BASADO EN UNA HISTORIA REAL
Promediaba mis 18 y finalmente estaba terminando esa pesadilla adolescente, esa tortura inhumana llamada la secundaria. Por alguna razón que nunca logré comprender estábamos asistiendo a una entrega de premios a los egresados, sin recordar yo haber participado de ningún tipo de competencia o más aún, sin haberlo deseado jamás. Tampoco recuerdo bien cómo era que estaba asistiendo a ése evento; mi memoria es difusa sobre ésos tiempos oscuros, y evidentemente prefería encerrarme en mis propios mundos mentales con el soundtrack al palo de la Rock And Pop en mis oídos antes que atenerme a la realidad.
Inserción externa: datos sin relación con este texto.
//! Application state and main event loop for the TUI.
//!
//! Manages terminal setup/teardown, panic hooks, and the core render loop.
//! [`App`] is the only writer of the signal state and the widget order:
//! collector messages are drained into it before every frame, and input
//! events are translated into drag gestures on its [`LayoutManager`].

use crate::config::schema::{LocationConfig, SignalsConfig};
use crate::layout::LayoutManager;
use crate::signals::{CollectorMessage, LocationRequest, SignalCollector, SignalState};
use crate::tui::event::{handle_key_event, Action, Event, EventHandler};
use crate::tui::ui::render_dashboard;
use crate::widgets::location::{location_notice, GEOLOCATION_UNSUPPORTED};
use crate::widgets::permissions::PERMISSIONS_NOTICE;
use crate::widgets::{WidgetAction, WidgetRegistry};
use chrono::{DateTime, TimeZone};
use crossterm::event::{MouseButton, MouseEvent, MouseEventKind};
use crossterm::{
    event::{DisableMouseCapture, EnableMouseCapture, EventStream},
    execute,
    terminal::{disable_raw_mode, enable_raw_mode, EnterAlternateScreen, LeaveAlternateScreen},
};
use ratatui::layout::Rect;
use ratatui::prelude::{CrosstermBackend, Terminal};
use std::io::{self, stdout};
use std::time::Duration;

/// Core application state for the TUI.
pub struct App {
    /// Whether the application should exit.
    pub should_quit: bool,
    /// Count of ticks processed.
    pub tick_count: u64,
    /// Latest readings, written only by [`App::apply_message`].
    pub signals: SignalState,
    /// Widget order and the drag gesture acting on it.
    pub layout: LayoutManager,
    /// Renderers for the cards.
    pub registry: WidgetRegistry,
    /// Layout index of the focused card.
    pub selected_index: Option<usize>,
    /// Modal notice text, shown until dismissed.
    pub notice: Option<String>,
    /// Whether a location lookup is in flight.
    pub locating: bool,
    /// Local time as `HH:MM`.
    pub clock: String,
    /// Card rectangles from the last render, keyed by layout index.
    ///
    /// Used by mouse hit testing. Empty until the first render.
    pub card_areas: Vec<(usize, Rect)>,
    /// Grid columns used by the last render.
    pub columns: usize,
    /// Narrowest card the grid will lay out.
    pub min_card_width: u16,
    collector: Option<SignalCollector>,
    /// Card under the last left-button press.
    press_card: Option<usize>,
    /// Whether the current drag has moved anything.
    drag_moved: bool,
}

impl App {
    /// Creates an app over `layout` with no readings yet.
    pub fn new(layout: LayoutManager) -> Self {
        Self {
            should_quit: false,
            tick_count: 0,
            signals: SignalState::default(),
            layout,
            registry: WidgetRegistry::new(),
            selected_index: None,
            notice: None,
            locating: false,
            clock: String::new(),
            card_areas: Vec::new(),
            columns: 1,
            min_card_width: crate::config::schema::TuiConfig::default().min_card_width,
            collector: None,
            press_card: None,
            drag_moved: false,
        }
    }

    /// Sets the narrowest card width.
    pub fn with_min_card_width(mut self, width: u16) -> Self {
        self.min_card_width = width;
        self
    }

    /// Layout indices of the cards that are drawn, in display order.
    ///
    /// Disabled widgets and ids without a renderer are left out.
    pub fn card_order(&self) -> Vec<usize> {
        self.layout
            .visible()
            .filter(|(_, w)| self.registry.create(&w.id).is_some())
            .map(|(i, _)| i)
            .collect()
    }

    /// Focuses the first card, if any.
    pub fn init_selection(&mut self) {
        self.selected_index = self.card_order().first().copied();
    }

    /// Moves focus `delta` cards through the display order, clamped to the
    /// ends. During a drag the carried card moves with the focus.
    pub fn move_selection(&mut self, delta: isize) {
        let order = self.card_order();
        if order.is_empty() {
            return;
        }
        let Some(current) = self
            .selected_index
            .and_then(|i| order.iter().position(|&o| o == i))
        else {
            self.selected_index = Some(order[0]);
            return;
        };
        let last = order.len() as isize - 1;
        let target = order[(current as isize + delta).clamp(0, last) as usize];

        if self.layout.dragging_index().is_some() && self.layout.drag_over(target) {
            self.drag_moved = true;
        }
        self.selected_index = Some(target);
    }

    /// Starts dragging the focused card.
    pub fn pick_up_selected(&mut self) -> bool {
        let Some(index) = self.selected_index else {
            return false;
        };
        self.drag_moved = false;
        self.layout.begin_drag(index)
    }

    /// Ends the drag and saves the order.
    pub fn drop_card(&mut self) -> bool {
        self.layout.end_drag()
    }

    /// Action of the focused card.
    pub fn selected_action(&self) -> Option<WidgetAction> {
        let widget = self.layout.widgets().get(self.selected_index?)?;
        self.registry.create(&widget.id)?.action()
    }

    /// Runs a card action.
    pub fn trigger(&mut self, action: WidgetAction) {
        match action {
            WidgetAction::CheckPermissions => {
                self.notice = Some(PERMISSIONS_NOTICE.to_string());
            }
            WidgetAction::Locate => {
                if self.locating {
                    return;
                }
                let started = self
                    .collector
                    .as_ref()
                    .map(SignalCollector::request_location);
                match started {
                    Some(LocationRequest::Started) => self.locating = true,
                    Some(LocationRequest::Disabled) | None => {
                        self.notice = Some(GEOLOCATION_UNSUPPORTED.to_string());
                    }
                }
            }
        }
    }

    /// Closes the notice.
    pub fn dismiss_notice(&mut self) {
        self.notice = None;
    }

    /// Folds one collector message into the app.
    pub fn apply_message(&mut self, message: CollectorMessage) {
        match message {
            CollectorMessage::Signal(update) => self.signals.apply(update),
            CollectorMessage::Location(result) => {
                self.locating = false;
                self.notice = Some(location_notice(&result));
            }
        }
    }

    /// Updates the clock; returns whether the displayed minute changed.
    pub fn refresh_clock<Tz: TimeZone>(&mut self, now: DateTime<Tz>) -> bool
    where
        Tz::Offset: std::fmt::Display,
    {
        let clock = now.format("%H:%M").to_string();
        if clock == self.clock {
            return false;
        }
        self.clock = clock;
        true
    }

    /// Layout index of the card drawn at (`column`, `row`).
    pub fn card_at(&self, column: u16, row: u16) -> Option<usize> {
        self.card_areas
            .iter()
            .find(|(_, r)| {
                column >= r.x && column < r.x + r.width && row >= r.y && row < r.y + r.height
            })
            .map(|(i, _)| *i)
    }

    /// Handles a mouse event and returns the appropriate action.
    ///
    /// Pressing on a card picks it up, dragging across other cards moves it
    /// live, and releasing drops it. A press and release on the same card
    /// without moving anything is a click and runs the card's action. A press
    /// during a keyboard drag is not a click.
    pub fn handle_mouse_event(&mut self, mouse: MouseEvent) -> Action {
        match mouse.kind {
            MouseEventKind::Down(MouseButton::Left) => {
                if self.notice.is_some() {
                    self.dismiss_notice();
                    return Action::None;
                }
                // A keyboard drag owns the gesture; the release only drops it
                if self.layout.dragging_index().is_some() {
                    self.press_card = None;
                    return Action::None;
                }
                self.press_card = self.card_at(mouse.column, mouse.row);
                match self.press_card {
                    Some(index) => {
                        self.selected_index = Some(index);
                        self.drag_moved = false;
                        self.layout.begin_drag(index);
                    }
                    None => self.selected_index = None,
                }
                Action::None
            }
            MouseEventKind::Drag(MouseButton::Left) => {
                if self.layout.dragging_index().is_none() {
                    return Action::None;
                }
                if let Some(target) = self.card_at(mouse.column, mouse.row) {
                    if self.layout.drag_over(target) {
                        self.drag_moved = true;
                        self.selected_index = Some(target);
                    }
                }
                Action::None
            }
            MouseEventKind::Up(MouseButton::Left) => {
                let pressed = self.press_card.take();
                let is_click = !self.drag_moved
                    && pressed.is_some()
                    && pressed == self.card_at(mouse.column, mouse.row);
                self.drop_card();
                if is_click {
                    self.selected_action().map_or(Action::None, Action::Trigger)
                } else {
                    Action::None
                }
            }
            _ => Action::None,
        }
    }

    /// Forwards a terminal resize to the collector.
    pub fn on_resize(&mut self, width: u16, height: u16) {
        match &self.collector {
            Some(collector) => collector.viewport_changed(width, height),
            None => self.signals.apply(crate::signals::SignalUpdate::Viewport { width, height }),
        }
    }

    /// Drops any carried card, stops collection and flags exit.
    pub fn quit(&mut self) {
        self.drop_card();
        self.collector = None;
        self.should_quit = true;
    }

    /// Runs the TUI application: sets up terminal, enters event loop, restores on exit.
    pub async fn run(
        &mut self,
        signals: &SignalsConfig,
        location: LocationConfig,
        tick_rate: Duration,
    ) -> io::Result<()> {
        // Install panic hook that restores terminal before printing panic info
        let original_hook = std::panic::take_hook();
        std::panic::set_hook(Box::new(move |panic_info| {
            let _ = restore_terminal();
            original_hook(panic_info);
        }));

        setup_terminal()?;

        let result = self.event_loop(signals, location, tick_rate).await;

        restore_terminal()?;
        result
    }

    /// Main event loop: renders UI and processes events.
    async fn event_loop(
        &mut self,
        signals: &SignalsConfig,
        location: LocationConfig,
        tick_rate: Duration,
    ) -> io::Result<()> {
        let backend = CrosstermBackend::new(stdout());
        let mut terminal = Terminal::new(backend)?;
        let mut events = EventHandler::new(tick_rate);
        let mut reader = EventStream::new();

        let (mut collector, mut rx) = SignalCollector::channel(location);
        collector.start(signals).await;
        self.collector = Some(collector);
        self.refresh_clock(chrono::Local::now());
        self.init_selection();

        loop {
            // Drain collector updates before rendering
            while let Ok(msg) = rx.try_recv() {
                self.apply_message(msg);
            }

            terminal.draw(|frame| {
                render_dashboard(frame, self);
            })?;

            let action = match events.next(&mut reader).await? {
                Event::Key(key) => handle_key_event(self, key),
                Event::Mouse(mouse) => self.handle_mouse_event(mouse),
                Event::Resize(width, height) => {
                    self.on_resize(width, height);
                    Action::None
                }
                Event::Tick => {
                    self.tick_count += 1;
                    self.refresh_clock(chrono::Local::now());
                    Action::None
                }
            };

            match action {
                Action::Quit => {
                    self.quit();
                    return Ok(());
                }
                Action::Trigger(action) => self.trigger(action),
                Action::None => {}
            }
        }
    }
}

/// Enables raw mode and switches to the alternate screen.
fn setup_terminal() -> io::Result<()> {
    enable_raw_mode()?;
    execute!(stdout(), EnterAlternateScreen, EnableMouseCapture)?;
    Ok(())
}

/// Restores the terminal to its original state.
fn restore_terminal() -> io::Result<()> {
    disable_raw_mode()?;
    execute!(stdout(), LeaveAlternateScreen, DisableMouseCapture)?;
    Ok(())
}

#[cfg(test)]
mod tests;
En el escenario, el encargado del Departamento de Educación Física (así, con mayúsculas, ya que la importancia de esta enseñanza en nuestra formación tenía una presencia imponente, comparable sólo a la del bigote del conferencista) nombraba los apellidos de mis compañeros de clase, todos jóvenes privilegiados por genes a prueba de balas capaces de mantener una estructura corporal inalterable. A mí la vida me había dado otra cosa; me había declarado una especie de Benjamin Buttons de los países emergentes, con genes que se alterarían a medida que pasara el tiempo, mejorando con los años como un buen vino o un crédito en cuotas fijas. Pero en ése entonces era una maciza topadora de carne, alta y ancha casi por igual, capaz de transpirar girando las páginas de un libro, incapaz de correr 40 metros sin sufrir de una afección pulmonar (que no es asma!) y ni aún así, demasiado rápido. Hasta ése momento las clases de gimnasia (sí, aún ahí me atrevía a ponerles ése rebelde diminutivo, incluyendo la minúscula) eran una materia casi pendiente entre mis calificaciones; había, sí, hecho algunos méritos y competido en olimpíadas intecolegiales lanzando cosas por el aire con escasa eficiencia. El segundo al mando en el Departamento de Educación Física siempre comentaba que uno podía destacarse con el metro, el cronómetro o no me acuerdo más qué. Hoy ése personaje goza de un cierto prestigio como comentarista deportivo de Handball bajo el mismo apodo que tenía en el recinto escolar: el Profe. Pero en ÉSE momento, estaba sentado en el escenario, escuchando pacientemente las palabras de su Superior.
El caso es que éste pilar de la preparación física, éste Fernando tocayo que tenía en común conmigo sólo el nombre, termina su entrega de méritos felicitando a un alumno que había hecho todos los esfuerzos por sobreponerse a sus limitaciones y completar el año de forma, como mínimo, satisfactoria. De más está decir que las últimas dos palabras del discurso coincidían con la primera y la última que están escritas en mi DNI.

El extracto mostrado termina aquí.